Task prompt:
List each line of the data that holds the string "trait".
* * * * *
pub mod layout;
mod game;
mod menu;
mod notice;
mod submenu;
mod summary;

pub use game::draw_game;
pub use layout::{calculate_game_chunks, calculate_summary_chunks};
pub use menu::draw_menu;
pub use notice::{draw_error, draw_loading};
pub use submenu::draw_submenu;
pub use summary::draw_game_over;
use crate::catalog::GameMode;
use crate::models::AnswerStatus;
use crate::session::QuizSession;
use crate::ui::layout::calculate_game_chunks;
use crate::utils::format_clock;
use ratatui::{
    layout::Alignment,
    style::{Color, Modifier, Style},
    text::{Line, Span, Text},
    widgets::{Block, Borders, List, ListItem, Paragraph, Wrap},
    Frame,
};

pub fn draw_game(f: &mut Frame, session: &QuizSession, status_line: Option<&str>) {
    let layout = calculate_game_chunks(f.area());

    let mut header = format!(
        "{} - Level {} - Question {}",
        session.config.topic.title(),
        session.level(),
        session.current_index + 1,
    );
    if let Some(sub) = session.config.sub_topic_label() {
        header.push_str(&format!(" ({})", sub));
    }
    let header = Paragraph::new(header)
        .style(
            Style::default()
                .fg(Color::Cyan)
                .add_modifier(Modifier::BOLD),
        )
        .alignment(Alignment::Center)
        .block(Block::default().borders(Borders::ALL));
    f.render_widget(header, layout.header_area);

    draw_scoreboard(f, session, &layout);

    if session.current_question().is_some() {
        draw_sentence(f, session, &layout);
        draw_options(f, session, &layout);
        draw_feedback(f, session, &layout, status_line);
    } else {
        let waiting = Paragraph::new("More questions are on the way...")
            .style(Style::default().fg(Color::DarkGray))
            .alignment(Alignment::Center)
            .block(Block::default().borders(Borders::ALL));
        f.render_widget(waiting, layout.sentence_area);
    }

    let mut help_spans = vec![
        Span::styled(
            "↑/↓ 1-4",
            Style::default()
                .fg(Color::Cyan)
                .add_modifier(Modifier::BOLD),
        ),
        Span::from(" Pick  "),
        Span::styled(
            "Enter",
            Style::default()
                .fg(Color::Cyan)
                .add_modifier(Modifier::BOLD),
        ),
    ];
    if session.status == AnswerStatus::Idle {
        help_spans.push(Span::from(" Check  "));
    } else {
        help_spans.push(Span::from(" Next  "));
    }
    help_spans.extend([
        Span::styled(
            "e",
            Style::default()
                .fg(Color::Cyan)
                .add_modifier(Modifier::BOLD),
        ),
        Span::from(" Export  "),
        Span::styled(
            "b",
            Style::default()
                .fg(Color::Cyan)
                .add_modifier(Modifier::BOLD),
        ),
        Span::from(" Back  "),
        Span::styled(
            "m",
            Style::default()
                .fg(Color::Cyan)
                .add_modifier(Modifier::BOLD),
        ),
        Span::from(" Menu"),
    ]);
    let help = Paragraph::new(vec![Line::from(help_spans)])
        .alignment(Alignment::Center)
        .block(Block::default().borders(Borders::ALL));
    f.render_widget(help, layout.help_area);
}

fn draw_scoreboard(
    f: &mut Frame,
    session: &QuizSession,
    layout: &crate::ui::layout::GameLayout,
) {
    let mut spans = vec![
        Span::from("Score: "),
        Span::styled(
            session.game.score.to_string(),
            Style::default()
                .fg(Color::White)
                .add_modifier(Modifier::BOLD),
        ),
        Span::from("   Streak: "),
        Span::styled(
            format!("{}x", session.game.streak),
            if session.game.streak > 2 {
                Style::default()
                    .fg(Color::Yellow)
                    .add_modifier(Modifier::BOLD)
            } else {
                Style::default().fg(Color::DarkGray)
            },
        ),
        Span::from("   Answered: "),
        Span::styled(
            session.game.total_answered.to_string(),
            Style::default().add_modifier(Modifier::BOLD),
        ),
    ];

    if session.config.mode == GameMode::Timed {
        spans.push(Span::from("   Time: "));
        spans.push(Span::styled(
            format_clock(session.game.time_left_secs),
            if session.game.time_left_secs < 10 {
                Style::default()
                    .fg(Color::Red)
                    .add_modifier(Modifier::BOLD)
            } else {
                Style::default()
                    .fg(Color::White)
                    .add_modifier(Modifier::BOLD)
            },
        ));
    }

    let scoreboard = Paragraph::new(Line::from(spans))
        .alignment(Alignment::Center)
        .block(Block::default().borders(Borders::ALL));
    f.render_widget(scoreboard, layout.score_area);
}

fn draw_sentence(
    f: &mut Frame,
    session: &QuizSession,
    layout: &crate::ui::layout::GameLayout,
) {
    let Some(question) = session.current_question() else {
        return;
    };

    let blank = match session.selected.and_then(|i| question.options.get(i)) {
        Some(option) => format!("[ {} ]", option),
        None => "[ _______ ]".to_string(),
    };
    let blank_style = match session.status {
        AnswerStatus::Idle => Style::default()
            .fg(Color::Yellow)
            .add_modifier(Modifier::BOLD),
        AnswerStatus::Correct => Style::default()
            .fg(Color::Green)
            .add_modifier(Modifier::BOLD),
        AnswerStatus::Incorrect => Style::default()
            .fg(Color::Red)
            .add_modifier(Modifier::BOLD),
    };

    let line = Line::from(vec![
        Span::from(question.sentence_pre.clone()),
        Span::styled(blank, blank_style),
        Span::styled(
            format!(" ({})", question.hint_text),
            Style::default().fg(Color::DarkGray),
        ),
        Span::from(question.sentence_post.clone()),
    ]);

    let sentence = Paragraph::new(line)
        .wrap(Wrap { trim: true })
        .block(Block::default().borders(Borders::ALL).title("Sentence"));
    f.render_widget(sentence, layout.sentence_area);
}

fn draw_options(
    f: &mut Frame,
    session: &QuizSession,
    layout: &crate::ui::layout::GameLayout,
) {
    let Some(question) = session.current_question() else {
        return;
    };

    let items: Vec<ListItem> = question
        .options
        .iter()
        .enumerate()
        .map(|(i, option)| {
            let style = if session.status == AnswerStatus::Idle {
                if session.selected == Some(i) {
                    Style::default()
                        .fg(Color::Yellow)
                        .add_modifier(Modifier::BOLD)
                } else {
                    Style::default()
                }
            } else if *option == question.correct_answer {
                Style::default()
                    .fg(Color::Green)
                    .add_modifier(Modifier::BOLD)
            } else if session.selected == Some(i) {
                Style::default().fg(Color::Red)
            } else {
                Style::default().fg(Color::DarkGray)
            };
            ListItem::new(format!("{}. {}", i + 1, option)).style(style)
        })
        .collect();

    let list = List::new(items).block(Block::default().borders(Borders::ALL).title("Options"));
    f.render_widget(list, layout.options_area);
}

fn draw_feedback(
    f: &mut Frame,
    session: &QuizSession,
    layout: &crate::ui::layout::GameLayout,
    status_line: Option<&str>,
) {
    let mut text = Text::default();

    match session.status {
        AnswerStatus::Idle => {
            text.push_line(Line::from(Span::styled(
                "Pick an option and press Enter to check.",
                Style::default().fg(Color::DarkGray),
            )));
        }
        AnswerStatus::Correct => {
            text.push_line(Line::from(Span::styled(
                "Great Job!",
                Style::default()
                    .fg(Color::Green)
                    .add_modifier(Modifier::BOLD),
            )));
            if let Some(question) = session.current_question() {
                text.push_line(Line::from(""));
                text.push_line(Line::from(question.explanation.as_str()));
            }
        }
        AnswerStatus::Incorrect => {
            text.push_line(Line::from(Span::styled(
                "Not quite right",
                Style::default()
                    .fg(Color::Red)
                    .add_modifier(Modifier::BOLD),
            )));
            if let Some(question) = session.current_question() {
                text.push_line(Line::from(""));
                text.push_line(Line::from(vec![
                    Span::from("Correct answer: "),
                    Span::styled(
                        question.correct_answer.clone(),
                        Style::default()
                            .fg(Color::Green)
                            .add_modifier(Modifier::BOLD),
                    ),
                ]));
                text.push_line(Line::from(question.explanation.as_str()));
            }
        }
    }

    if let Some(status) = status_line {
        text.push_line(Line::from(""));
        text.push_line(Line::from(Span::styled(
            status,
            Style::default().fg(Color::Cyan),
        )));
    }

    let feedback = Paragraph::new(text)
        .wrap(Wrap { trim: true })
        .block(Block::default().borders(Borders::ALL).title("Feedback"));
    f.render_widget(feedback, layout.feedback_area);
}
* * * * *
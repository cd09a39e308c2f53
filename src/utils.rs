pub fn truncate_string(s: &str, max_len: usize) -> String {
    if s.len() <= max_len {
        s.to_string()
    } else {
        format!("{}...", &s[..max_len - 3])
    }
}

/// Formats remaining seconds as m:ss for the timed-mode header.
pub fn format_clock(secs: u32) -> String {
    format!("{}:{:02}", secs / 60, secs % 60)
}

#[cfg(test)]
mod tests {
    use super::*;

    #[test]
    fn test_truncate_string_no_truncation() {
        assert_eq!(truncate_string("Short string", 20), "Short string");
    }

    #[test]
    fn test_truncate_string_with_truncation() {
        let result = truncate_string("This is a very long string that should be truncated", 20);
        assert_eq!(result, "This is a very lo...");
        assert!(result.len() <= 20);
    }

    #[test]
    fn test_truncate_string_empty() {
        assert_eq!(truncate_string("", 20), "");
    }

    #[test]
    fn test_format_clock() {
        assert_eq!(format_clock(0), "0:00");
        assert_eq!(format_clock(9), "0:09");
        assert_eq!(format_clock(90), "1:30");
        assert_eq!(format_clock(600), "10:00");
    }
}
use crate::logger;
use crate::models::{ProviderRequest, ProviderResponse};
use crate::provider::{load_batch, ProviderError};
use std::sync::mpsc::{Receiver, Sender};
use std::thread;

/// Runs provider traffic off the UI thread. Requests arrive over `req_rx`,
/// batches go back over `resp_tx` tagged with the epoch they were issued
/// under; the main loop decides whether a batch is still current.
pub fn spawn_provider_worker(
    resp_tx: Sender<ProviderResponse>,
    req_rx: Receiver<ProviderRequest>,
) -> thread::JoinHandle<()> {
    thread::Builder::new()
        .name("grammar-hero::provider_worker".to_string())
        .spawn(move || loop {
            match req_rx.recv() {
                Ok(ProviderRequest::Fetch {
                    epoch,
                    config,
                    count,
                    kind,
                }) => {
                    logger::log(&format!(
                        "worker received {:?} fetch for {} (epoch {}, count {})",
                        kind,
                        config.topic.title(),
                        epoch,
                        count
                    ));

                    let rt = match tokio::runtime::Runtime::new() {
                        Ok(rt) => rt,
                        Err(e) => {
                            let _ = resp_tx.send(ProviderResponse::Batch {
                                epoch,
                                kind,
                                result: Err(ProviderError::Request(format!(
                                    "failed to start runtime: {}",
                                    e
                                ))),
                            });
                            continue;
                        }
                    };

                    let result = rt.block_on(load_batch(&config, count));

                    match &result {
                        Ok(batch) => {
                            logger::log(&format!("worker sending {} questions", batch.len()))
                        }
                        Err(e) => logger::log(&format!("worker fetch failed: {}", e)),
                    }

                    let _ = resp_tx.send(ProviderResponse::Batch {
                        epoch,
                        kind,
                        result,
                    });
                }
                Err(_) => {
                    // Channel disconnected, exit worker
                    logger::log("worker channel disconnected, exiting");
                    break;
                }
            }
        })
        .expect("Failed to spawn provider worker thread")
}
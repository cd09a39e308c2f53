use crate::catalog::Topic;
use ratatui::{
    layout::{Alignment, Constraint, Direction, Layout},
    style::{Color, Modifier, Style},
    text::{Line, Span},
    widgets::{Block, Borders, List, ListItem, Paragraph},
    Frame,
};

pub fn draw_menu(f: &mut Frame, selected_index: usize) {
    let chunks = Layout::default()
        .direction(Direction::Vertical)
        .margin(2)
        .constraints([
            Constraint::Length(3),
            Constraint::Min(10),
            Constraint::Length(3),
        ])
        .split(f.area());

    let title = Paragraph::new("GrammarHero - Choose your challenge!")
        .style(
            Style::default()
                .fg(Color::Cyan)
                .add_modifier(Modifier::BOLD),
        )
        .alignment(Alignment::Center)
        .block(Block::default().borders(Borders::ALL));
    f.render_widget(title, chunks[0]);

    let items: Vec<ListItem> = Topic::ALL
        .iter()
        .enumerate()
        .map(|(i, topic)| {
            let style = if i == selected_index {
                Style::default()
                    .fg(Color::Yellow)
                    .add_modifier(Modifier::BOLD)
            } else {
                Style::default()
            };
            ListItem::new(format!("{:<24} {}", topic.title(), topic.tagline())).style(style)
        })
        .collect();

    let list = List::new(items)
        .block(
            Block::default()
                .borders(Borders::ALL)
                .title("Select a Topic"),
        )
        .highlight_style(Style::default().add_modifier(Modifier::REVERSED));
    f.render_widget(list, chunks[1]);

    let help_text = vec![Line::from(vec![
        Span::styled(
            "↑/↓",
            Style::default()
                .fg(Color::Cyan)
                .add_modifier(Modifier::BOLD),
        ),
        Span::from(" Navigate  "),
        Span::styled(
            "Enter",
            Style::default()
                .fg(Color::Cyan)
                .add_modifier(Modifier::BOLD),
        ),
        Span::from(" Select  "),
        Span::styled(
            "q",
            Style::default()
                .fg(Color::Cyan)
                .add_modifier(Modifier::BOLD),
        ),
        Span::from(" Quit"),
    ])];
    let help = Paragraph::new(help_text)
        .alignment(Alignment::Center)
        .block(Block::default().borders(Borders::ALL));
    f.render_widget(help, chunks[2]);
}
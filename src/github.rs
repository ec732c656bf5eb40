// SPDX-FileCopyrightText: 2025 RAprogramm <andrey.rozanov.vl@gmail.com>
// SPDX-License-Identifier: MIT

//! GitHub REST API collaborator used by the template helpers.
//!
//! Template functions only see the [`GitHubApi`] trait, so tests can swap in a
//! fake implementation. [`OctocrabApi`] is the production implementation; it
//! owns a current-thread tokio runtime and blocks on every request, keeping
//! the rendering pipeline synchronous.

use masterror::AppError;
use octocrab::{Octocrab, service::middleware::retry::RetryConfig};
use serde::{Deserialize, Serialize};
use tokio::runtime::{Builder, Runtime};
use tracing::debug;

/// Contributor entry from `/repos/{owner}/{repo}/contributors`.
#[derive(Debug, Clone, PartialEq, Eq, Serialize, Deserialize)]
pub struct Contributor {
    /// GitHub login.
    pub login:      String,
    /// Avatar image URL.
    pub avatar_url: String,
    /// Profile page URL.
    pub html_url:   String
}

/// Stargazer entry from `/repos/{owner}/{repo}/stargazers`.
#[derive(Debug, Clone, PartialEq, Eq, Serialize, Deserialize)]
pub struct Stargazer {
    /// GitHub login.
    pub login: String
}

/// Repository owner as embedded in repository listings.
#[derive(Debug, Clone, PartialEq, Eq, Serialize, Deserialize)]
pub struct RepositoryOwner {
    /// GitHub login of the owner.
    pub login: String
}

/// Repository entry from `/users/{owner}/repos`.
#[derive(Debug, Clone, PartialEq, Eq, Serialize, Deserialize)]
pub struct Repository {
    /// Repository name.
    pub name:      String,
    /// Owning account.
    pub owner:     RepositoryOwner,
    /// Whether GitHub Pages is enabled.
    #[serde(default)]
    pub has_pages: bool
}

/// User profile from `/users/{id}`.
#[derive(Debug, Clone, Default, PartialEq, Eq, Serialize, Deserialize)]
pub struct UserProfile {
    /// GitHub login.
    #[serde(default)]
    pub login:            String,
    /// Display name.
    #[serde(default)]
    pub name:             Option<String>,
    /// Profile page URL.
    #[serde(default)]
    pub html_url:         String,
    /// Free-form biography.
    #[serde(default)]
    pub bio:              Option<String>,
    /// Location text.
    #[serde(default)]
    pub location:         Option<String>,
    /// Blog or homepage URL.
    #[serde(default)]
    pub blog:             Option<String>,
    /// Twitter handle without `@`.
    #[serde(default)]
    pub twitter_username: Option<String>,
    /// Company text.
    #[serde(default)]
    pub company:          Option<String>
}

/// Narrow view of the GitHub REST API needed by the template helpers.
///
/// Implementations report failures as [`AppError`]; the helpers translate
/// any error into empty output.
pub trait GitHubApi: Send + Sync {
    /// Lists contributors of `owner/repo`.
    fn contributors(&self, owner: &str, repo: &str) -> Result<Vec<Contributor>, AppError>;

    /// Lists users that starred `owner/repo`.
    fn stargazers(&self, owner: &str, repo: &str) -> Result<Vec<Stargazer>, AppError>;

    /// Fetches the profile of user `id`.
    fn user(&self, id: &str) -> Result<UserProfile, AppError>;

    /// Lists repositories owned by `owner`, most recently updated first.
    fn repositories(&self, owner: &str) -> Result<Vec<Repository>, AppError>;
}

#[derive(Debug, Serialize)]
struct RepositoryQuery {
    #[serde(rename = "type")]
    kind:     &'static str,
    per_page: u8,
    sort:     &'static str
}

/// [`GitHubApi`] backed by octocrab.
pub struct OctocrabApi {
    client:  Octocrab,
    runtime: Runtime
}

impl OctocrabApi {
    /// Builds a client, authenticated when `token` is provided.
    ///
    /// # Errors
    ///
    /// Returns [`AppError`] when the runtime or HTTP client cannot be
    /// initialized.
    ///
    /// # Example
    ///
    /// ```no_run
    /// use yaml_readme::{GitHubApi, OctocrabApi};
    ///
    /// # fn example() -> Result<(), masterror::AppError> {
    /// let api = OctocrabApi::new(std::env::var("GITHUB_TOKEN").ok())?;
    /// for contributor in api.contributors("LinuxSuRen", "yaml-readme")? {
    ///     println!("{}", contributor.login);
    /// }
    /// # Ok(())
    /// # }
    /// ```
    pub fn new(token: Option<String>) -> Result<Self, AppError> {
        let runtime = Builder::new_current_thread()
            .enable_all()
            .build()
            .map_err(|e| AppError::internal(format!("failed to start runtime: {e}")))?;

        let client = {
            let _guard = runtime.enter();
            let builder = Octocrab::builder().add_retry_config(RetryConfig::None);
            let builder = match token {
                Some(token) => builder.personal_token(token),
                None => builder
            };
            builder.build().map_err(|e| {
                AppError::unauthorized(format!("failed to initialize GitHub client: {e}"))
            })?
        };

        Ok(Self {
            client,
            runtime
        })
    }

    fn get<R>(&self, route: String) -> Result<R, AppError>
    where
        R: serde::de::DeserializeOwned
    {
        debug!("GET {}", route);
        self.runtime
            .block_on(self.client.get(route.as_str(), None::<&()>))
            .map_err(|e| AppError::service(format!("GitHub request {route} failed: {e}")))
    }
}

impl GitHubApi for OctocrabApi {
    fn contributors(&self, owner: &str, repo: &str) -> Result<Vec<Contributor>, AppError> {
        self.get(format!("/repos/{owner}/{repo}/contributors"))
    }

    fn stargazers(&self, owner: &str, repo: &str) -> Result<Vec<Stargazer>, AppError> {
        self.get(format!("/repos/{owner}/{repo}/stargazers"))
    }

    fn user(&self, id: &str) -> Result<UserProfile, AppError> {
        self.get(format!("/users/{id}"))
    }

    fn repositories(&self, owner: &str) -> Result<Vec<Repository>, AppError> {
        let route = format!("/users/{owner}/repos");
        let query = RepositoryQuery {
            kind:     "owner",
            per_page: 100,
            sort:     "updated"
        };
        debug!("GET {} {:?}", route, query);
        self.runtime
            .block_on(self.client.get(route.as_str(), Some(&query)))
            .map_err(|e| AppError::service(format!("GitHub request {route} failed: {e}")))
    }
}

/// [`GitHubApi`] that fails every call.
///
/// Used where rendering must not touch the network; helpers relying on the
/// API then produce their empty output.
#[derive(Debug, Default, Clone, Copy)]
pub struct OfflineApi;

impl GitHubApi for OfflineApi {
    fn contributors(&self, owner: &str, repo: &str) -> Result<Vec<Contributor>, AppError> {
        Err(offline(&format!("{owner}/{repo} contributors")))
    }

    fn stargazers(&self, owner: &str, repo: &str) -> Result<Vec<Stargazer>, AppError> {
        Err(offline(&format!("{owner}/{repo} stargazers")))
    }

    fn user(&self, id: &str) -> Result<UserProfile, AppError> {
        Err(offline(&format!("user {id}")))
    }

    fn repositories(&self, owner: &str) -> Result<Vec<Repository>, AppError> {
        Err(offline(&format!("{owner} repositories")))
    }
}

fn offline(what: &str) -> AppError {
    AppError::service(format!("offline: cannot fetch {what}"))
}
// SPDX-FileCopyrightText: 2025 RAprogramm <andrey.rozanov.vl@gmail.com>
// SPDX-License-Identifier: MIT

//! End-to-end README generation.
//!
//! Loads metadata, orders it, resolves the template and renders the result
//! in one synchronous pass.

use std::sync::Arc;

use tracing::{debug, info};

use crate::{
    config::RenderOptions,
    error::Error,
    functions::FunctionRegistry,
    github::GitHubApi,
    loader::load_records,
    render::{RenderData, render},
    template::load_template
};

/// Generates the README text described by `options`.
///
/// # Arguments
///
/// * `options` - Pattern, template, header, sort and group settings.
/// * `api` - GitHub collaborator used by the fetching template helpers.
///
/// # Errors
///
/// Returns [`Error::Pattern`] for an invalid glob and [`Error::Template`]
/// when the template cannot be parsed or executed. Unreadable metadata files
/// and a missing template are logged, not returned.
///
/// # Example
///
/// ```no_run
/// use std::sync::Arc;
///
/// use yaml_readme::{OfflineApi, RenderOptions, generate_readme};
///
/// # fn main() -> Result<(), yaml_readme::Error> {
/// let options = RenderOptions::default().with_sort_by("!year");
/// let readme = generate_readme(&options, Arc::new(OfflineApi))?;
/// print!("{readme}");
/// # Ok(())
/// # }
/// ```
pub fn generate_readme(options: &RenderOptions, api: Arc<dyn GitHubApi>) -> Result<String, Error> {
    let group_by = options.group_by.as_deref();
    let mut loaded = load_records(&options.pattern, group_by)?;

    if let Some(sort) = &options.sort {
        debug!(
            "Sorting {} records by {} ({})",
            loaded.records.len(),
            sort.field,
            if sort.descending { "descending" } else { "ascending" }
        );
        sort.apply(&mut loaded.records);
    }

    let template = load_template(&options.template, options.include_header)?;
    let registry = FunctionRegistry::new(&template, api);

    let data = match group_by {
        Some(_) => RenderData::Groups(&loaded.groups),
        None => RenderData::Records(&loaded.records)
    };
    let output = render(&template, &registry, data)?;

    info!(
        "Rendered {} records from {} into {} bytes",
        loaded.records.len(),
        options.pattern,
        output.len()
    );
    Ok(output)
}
* * * * *
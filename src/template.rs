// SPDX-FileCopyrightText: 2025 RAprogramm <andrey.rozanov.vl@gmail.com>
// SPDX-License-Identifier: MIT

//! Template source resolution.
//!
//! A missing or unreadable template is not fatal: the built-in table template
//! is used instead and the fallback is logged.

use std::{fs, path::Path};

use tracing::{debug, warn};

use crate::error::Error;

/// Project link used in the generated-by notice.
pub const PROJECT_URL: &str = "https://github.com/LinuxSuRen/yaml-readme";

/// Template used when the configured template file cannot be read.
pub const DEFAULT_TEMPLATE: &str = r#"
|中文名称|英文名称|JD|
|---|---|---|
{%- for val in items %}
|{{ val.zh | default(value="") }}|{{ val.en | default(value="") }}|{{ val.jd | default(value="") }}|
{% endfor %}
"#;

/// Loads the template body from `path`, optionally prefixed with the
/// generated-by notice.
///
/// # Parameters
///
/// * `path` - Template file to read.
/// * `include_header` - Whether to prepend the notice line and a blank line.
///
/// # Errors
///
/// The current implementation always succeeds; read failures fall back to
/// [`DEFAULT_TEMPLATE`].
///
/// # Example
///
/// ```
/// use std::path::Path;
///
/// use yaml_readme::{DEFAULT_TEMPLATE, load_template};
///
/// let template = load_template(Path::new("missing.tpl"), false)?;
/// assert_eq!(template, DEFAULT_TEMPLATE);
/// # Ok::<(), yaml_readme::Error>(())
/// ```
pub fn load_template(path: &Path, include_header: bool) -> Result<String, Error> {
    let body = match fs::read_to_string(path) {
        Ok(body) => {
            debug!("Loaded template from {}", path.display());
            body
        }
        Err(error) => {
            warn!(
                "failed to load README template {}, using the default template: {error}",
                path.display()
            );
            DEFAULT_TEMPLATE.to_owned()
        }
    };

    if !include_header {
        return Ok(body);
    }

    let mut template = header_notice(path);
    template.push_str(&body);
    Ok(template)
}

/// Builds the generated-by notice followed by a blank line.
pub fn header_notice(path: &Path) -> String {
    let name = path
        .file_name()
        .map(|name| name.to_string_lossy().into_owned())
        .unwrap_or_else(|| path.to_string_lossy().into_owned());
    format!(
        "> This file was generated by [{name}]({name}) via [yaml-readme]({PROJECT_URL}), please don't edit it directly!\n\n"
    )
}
* * * * *
Solved exercise:
//! Template functions only see the [`GitHubApi`] trait, so tests can swap in a
pub trait GitHubApi: Send + Sync {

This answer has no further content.